ELIGIBILITY CRITERIA
 All binary outcome forest plots were selected, which contained an index randomised trial with a VLE that was nominally statistically significant (P<0.05), included a subsequent large randomised trial (≥200 events and ≥200 non-events) for validation of the effect, assessed a primary outcome of the review, and was not a subgroup or sensitivity analysis. RESULTS
 Of 3082 reviews yielding 85 002 forest plots, only 44 (0.05%) satisfied the inclusion criteria. Index trials were generally small, with a median sample of 99 (median 14 events). Few index trials were rated at low risk of bias (9 of 44; 20%). The relative risk was closer to the null in the subsequent large trials in 43 of 44 cases. Subsequent large trial data failed to find a statistically significant (P<0.05) effect in the same direction in 19 cases (43%, 95% confidence interval 29% to 58%). Even when the subsequent large trials did find a significant effect in the same direction, the additional primary outcomes in most of these trials would have to be considered before deciding in favour of using the intervention.
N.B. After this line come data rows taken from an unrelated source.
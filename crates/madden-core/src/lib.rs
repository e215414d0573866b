//! madden-core: shared ids, domain model, and the unified error type.
//!
//! This crate is the foundational dependency for `madden-db` and the
//! `maddenctl` binary. It has no storage dependencies: everything here is
//! plain data plus the closed enums that callers parse at their boundary.

pub mod error;
pub mod ids;
pub mod model;

// Re-export the most commonly used items at the crate root.
pub use error::{Error, ErrorKind, Result};
pub use ids::*;
pub use model::*;
//! Image file CRUD operations.

use madden_core::{Error, ImageFile, ImageFileId, NewImageFile, Page, Result};
use rusqlite::{Connection, OptionalExtension, Transaction, TransactionBehavior};

use crate::error;
use crate::models::{image_file_from_row, now};

const COLS: &str = "id, filename, thumbnail";

fn duplicate_filename(filename: &str) -> Error {
    Error::conflict(format!("image file with filename {filename} already exists"))
}

fn filename_taken(conn: &Connection, filename: &str, except: Option<ImageFileId>) -> Result<bool> {
    let except = except.map(|id| id.to_string());
    conn.query_row(
        "SELECT COUNT(*) > 0 FROM image_files
         WHERE filename = ?1 AND deleted_at IS NULL AND (?2 IS NULL OR id != ?2)",
        rusqlite::params![filename, except],
        |row| row.get(0),
    )
    .map_err(error::storage("failed to check image filename"))
}

/// Create a new image file record.
///
/// Returns [`Error::Conflict`] when a live file already has the filename.
/// The partial unique index on `filename` backs the pre-check, so a
/// concurrent insert of the same name fails the same way.
pub fn create_image_file(conn: &Connection, file: &NewImageFile) -> Result<ImageFile> {
    if filename_taken(conn, &file.filename, None)? {
        tracing::warn!(filename = %file.filename, "Rejected duplicate image filename");
        return Err(duplicate_filename(&file.filename));
    }

    let id = ImageFileId::new();
    let ts = now();
    conn.execute(
        "INSERT INTO image_files (id, filename, thumbnail, created_at, updated_at)
         VALUES (?1, ?2, ?3, ?4, ?4)",
        rusqlite::params![id.to_string(), file.filename, file.thumbnail, ts],
    )
    .map_err(|e| {
        if error::is_unique_violation(&e) {
            tracing::warn!(filename = %file.filename, "Lost image filename race");
            duplicate_filename(&file.filename)
        } else {
            Error::storage("failed to insert image file", e)
        }
    })?;

    tracing::debug!(%id, filename = %file.filename, "Created image file");
    Ok(ImageFile {
        id,
        filename: file.filename.clone(),
        thumbnail: file.thumbnail.clone(),
    })
}

/// Get an image file by ID.
pub fn get_image_file(conn: &Connection, id: ImageFileId) -> Result<Option<ImageFile>> {
    conn.query_row(
        &format!("SELECT {COLS} FROM image_files WHERE id = ?1 AND deleted_at IS NULL"),
        [id.to_string()],
        image_file_from_row,
    )
    .optional()
    .map_err(error::storage("failed to get image file"))
}

/// Overwrite filename and thumbnail of an existing image file.
///
/// Returns the record as it was before the update and as it is after.
pub fn update_image_file(conn: &Connection, file: &ImageFile) -> Result<(ImageFile, ImageFile)> {
    let tx = Transaction::new_unchecked(conn, TransactionBehavior::Immediate)
        .map_err(error::storage("failed to begin transaction"))?;

    let before = get_image_file(&tx, file.id)?
        .ok_or_else(|| Error::not_found("image file", file.id))?;

    if filename_taken(&tx, &file.filename, Some(file.id))? {
        tracing::warn!(id = %file.id, filename = %file.filename, "Rejected duplicate image filename");
        return Err(duplicate_filename(&file.filename));
    }

    tx.execute(
        "UPDATE image_files SET filename = ?2, thumbnail = ?3, updated_at = ?4
         WHERE id = ?1 AND deleted_at IS NULL",
        rusqlite::params![file.id.to_string(), file.filename, file.thumbnail, now()],
    )
    .map_err(|e| {
        if error::is_unique_violation(&e) {
            duplicate_filename(&file.filename)
        } else {
            Error::storage("failed to update image file", e)
        }
    })?;

    tx.commit()
        .map_err(error::storage("failed to commit image file update"))?;

    tracing::debug!(id = %file.id, "Updated image file");
    Ok((before, file.clone()))
}

/// Soft-delete an image file by ID.
///
/// The file disappears from lookups and listings and its filename becomes
/// free again, but associations referencing it are left untouched and keep
/// reading its data. Returns `false` when no live record had that ID.
pub fn delete_image_file(conn: &Connection, id: ImageFileId) -> Result<bool> {
    let n = conn
        .execute(
            "UPDATE image_files SET deleted_at = ?2 WHERE id = ?1 AND deleted_at IS NULL",
            rusqlite::params![id.to_string(), now()],
        )
        .map_err(error::storage("failed to delete image file"))?;
    tracing::debug!(%id, deleted = n > 0, "Deleted image file");
    Ok(n > 0)
}

/// List image files in insertion order.
pub fn list_image_files(conn: &Connection, page: Page) -> Result<Vec<ImageFile>> {
    let q = format!(
        "SELECT {COLS} FROM image_files WHERE deleted_at IS NULL
         ORDER BY rowid ASC LIMIT ?1 OFFSET ?2"
    );
    let mut stmt = conn
        .prepare(&q)
        .map_err(error::storage("failed to prepare image file listing"))?;
    let rows = stmt
        .query_map([page.limit(), page.offset()], image_file_from_row)
        .map_err(error::storage("failed to list image files"))?
        .collect::<std::result::Result<Vec<_>, _>>()
        .map_err(error::storage("failed to list image files"))?;
    Ok(rows)
}

/// List image files whose filename matches a regular expression, in
/// insertion order. An invalid pattern is reported as a storage error.
pub fn find_image_files_by_name(
    conn: &Connection,
    page: Page,
    pattern: &str,
) -> Result<Vec<ImageFile>> {
    let q = format!(
        "SELECT {COLS} FROM image_files WHERE deleted_at IS NULL AND filename REGEXP ?1
         ORDER BY rowid ASC LIMIT ?2 OFFSET ?3"
    );
    let mut stmt = conn
        .prepare(&q)
        .map_err(error::storage("failed to prepare image file search"))?;
    let rows = stmt
        .query_map(
            rusqlite::params![pattern, page.limit(), page.offset()],
            image_file_from_row,
        )
        .map_err(error::storage("failed to search image files"))?
        .collect::<std::result::Result<Vec<_>, _>>()
        .map_err(error::storage(format!(
            "failed to search image files by pattern {pattern}"
        )))?;
    Ok(rows)
}

#[cfg(test)]
mod tests {
    use super::*;
    use crate::pool::{get_conn, init_memory_pool, PooledConnection};
    use madden_core::ErrorKind;

    fn setup() -> PooledConnection {
        let pool = init_memory_pool().unwrap();
        get_conn(&pool).unwrap()
    }

    fn seed(conn: &Connection, names: &[&str]) -> Vec<ImageFile> {
        names
            .iter()
            .map(|n| create_image_file(conn, &NewImageFile::new(*n, format!("{n}_thumb"))).unwrap())
            .collect()
    }

    #[test]
    fn create_and_get() {
        let conn = setup();
        let file = create_image_file(&conn, &NewImageFile::new("f1", "f1_thumb")).unwrap();
        let fetched = get_image_file(&conn, file.id).unwrap().unwrap();
        assert_eq!(fetched, file);
        assert!(get_image_file(&conn, ImageFileId::new()).unwrap().is_none());
    }

    #[test]
    fn duplicate_filename_conflicts() {
        let conn = setup();
        create_image_file(&conn, &NewImageFile::new("f1", "a")).unwrap();
        let err = create_image_file(&conn, &NewImageFile::new("f1", "b")).unwrap_err();
        assert_eq!(err.kind(), ErrorKind::Conflict);
        assert_eq!(list_image_files(&conn, Page::default()).unwrap().len(), 1);
    }

    #[test]
    fn empty_filename_is_rejected_by_storage() {
        let conn = setup();
        let err = create_image_file(&conn, &NewImageFile::new("", "t")).unwrap_err();
        assert_eq!(err.kind(), ErrorKind::Storage);
    }

    #[test]
    fn update_returns_before_and_after() {
        let conn = setup();
        let file = create_image_file(&conn, &NewImageFile::new("f1", "t1")).unwrap();
        let changed = ImageFile {
            filename: "f1-renamed".into(),
            ..file.clone()
        };

        let (before, after) = update_image_file(&conn, &changed).unwrap();
        assert_eq!(before, file);
        assert_eq!(after, changed);
        assert_eq!(get_image_file(&conn, file.id).unwrap().unwrap(), changed);
    }

    #[test]
    fn update_missing_is_not_found() {
        let conn = setup();
        let ghost = ImageFile {
            id: ImageFileId::new(),
            filename: "ghost".into(),
            thumbnail: "ghost_t".into(),
        };
        let err = update_image_file(&conn, &ghost).unwrap_err();
        assert_eq!(err.kind(), ErrorKind::NotFound);
    }

    #[test]
    fn update_onto_taken_filename_conflicts() {
        let conn = setup();
        let files = seed(&conn, &["a", "b"]);
        let clash = ImageFile {
            filename: "a".into(),
            ..files[1].clone()
        };
        let err = update_image_file(&conn, &clash).unwrap_err();
        assert_eq!(err.kind(), ErrorKind::Conflict);

        // keeping its own name is not a clash
        update_image_file(&conn, &files[0]).unwrap();
    }

    #[test]
    fn delete_is_idempotent() {
        let conn = setup();
        let file = create_image_file(&conn, &NewImageFile::new("f1", "t")).unwrap();
        assert!(delete_image_file(&conn, file.id).unwrap());
        assert!(!delete_image_file(&conn, file.id).unwrap());
        assert!(get_image_file(&conn, file.id).unwrap().is_none());
    }

    #[test]
    fn deleted_files_leave_listings_and_free_their_name() {
        let conn = setup();
        let files = seed(&conn, &["f1.png", "f2.png"]);
        delete_image_file(&conn, files[0].id).unwrap();

        let live = list_image_files(&conn, Page::default()).unwrap();
        assert_eq!(live, [files[1].clone()]);
        assert!(find_image_files_by_name(&conn, Page::default(), "^f1")
            .unwrap()
            .is_empty());

        let reborn = create_image_file(&conn, &NewImageFile::new("f1.png", "new_thumb")).unwrap();
        assert_ne!(reborn.id, files[0].id);

        let ghost = ImageFile {
            filename: "f3.png".into(),
            ..files[0].clone()
        };
        let err = update_image_file(&conn, &ghost).unwrap_err();
        assert_eq!(err.kind(), ErrorKind::NotFound);
    }

    #[test]
    fn list_paginated_in_insertion_order() {
        let conn = setup();
        seed(&conn, &["c", "a", "b", "e", "d"]);

        let names = |page| -> Vec<String> {
            list_image_files(&conn, page)
                .unwrap()
                .into_iter()
                .map(|f| f.filename)
                .collect()
        };
        assert_eq!(names(Page::new(0, 2)), ["c", "a"]);
        assert_eq!(names(Page::new(1, 2)), ["b", "e"]);
        assert_eq!(names(Page::new(2, 2)), ["d"]);
        assert!(names(Page::new(3, 2)).is_empty());
    }

    #[test]
    fn find_by_name_pattern() {
        let conn = setup();
        seed(&conn, &["f1.png", "banner.png", "f12.jpg", "logo_f1.gif"]);

        let hits = find_image_files_by_name(&conn, Page::new(0, 10), "^f1").unwrap();
        let names: Vec<_> = hits.iter().map(|f| f.filename.as_str()).collect();
        assert_eq!(names, ["f1.png", "f12.jpg"]);

        let second = find_image_files_by_name(&conn, Page::new(1, 1), "f1").unwrap();
        assert_eq!(second[0].filename, "f12.jpg");

        assert!(find_image_files_by_name(&conn, Page::default(), "^zzz")
            .unwrap()
            .is_empty());
    }

    #[test]
    fn invalid_pattern_is_storage_error() {
        let conn = setup();
        seed(&conn, &["f1.png"]);
        let err = find_image_files_by_name(&conn, Page::default(), "(").unwrap_err();
        assert_eq!(err.kind(), ErrorKind::Storage);
    }
}
mod cli;

use madden::config::{self, Config};
use madden_db::migrations;
use madden_db::pool::open_pool;
use madden_db::Catalog;

use anyhow::{Context, Result};
use clap::Parser;
use cli::{Cli, Commands};

fn main() -> Result<()> {
    let cli = Cli::parse();

    let config = match cli.command {
        // validate loads the config itself so it can report what it found
        Commands::Validate | Commands::Version => None,
        _ => Some(load(&cli)?),
    };

    // Respect RUST_LOG env var if set, then the config filter, then the verbose flag
    let env_filter = std::env::var("RUST_LOG").unwrap_or_else(|_| {
        config
            .as_ref()
            .and_then(|c| c.logging.filter.clone())
            .unwrap_or_else(|| {
                if cli.verbose {
                    "madden=debug,madden_db=debug,maddenctl=debug".to_string()
                } else {
                    "madden=info,madden_db=info,maddenctl=info".to_string()
                }
            })
    });

    tracing_subscriber::fmt()
        .with_env_filter(&env_filter)
        .init();

    match (cli.command, config) {
        (Commands::Migrate, Some(config)) => migrate(&config),
        (Commands::Status, Some(config)) => status(&config),
        (Commands::Validate, _) => validate(&cli.config, &cli.db),
        (Commands::Version, _) => {
            println!("maddenctl {}", env!("CARGO_PKG_VERSION"));
            Ok(())
        }
        (_, None) => anyhow::bail!("configuration was not loaded"),
    }
}

fn load(cli: &Cli) -> Result<Config> {
    let mut config = config::load_config_or_default(cli.config.as_deref())?;
    if let Some(db) = &cli.db {
        config.database.path = db.clone();
    }
    Ok(config)
}

fn db_path(config: &Config) -> Result<String> {
    config
        .database
        .path
        .to_str()
        .map(str::to_string)
        .with_context(|| format!("Database path is not valid UTF-8: {:?}", config.database.path))
}

fn migrate(config: &Config) -> Result<()> {
    let path = db_path(config)?;
    tracing::info!("Migrating catalog at {}", path);

    let pool = open_pool(&path, config.database.pool_options())
        .with_context(|| format!("Failed to open database {path}"))?;
    let catalog = Catalog::new(pool);
    let applied = catalog.schema.ensure_schema()?;
    let version = catalog.schema.current_version()?;

    println!("Applied {applied} migration(s); schema version {version}");
    Ok(())
}

fn status(config: &Config) -> Result<()> {
    let path = db_path(config)?;
    if !config.database.path.exists() {
        anyhow::bail!("Database does not exist: {path} (run `maddenctl migrate` first)");
    }

    let pool = open_pool(&path, config.database.pool_options())
        .with_context(|| format!("Failed to open database {path}"))?;
    let catalog = Catalog::new(pool);

    let version = catalog.schema.current_version()?;
    println!("Database: {path}");
    println!("Schema version: {version} (latest {})", migrations::latest_version());
    if version < migrations::latest_version() {
        println!("Pending migrations: run `maddenctl migrate`");
        return Ok(());
    }

    let summary = catalog.summaries.current()?;
    let published = catalog.published.current()?;
    match summary.created_at {
        Some(at) => println!("Summary ({}): {}", at.to_rfc3339(), summary.summary),
        None => println!("Summary: (none)"),
    }
    println!("Published: {}", published.published);
    Ok(())
}

fn validate(config_path: &Option<std::path::PathBuf>, db: &Option<std::path::PathBuf>) -> Result<()> {
    let mut config = config::load_config_or_default(config_path.as_deref())?;
    if let Some(db) = db {
        config.database.path = db.clone();
    }
    config::validate_config(&config)?;

    println!("Configuration is valid");
    println!("  Database: {}", config.database.path.display());
    println!("  Pool size: {}", config.database.pool_size);
    println!("  Busy timeout: {}ms", config.database.busy_timeout_ms);
    if !config.database.path.exists() {
        println!("  (database file does not exist yet)");
    }
    Ok(())
}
Subsequent large trial data found a statistically significant effect in the same direction in 19 of 21 cases when the index trial also had a value of P<0.001. CONCLUSIONS
 The frequency of VLEs followed by a large trial is vanishingly small, and where they occur they do not appear to be a reliable marker for a benefit that is reproducible and directly actionable. An empirical rule using a VLE in a randomised controlled trial as a marker that further trials are unnecessary would be neither practical nor useful. Caution should be taken when interpreting small studies with very large treatment effects.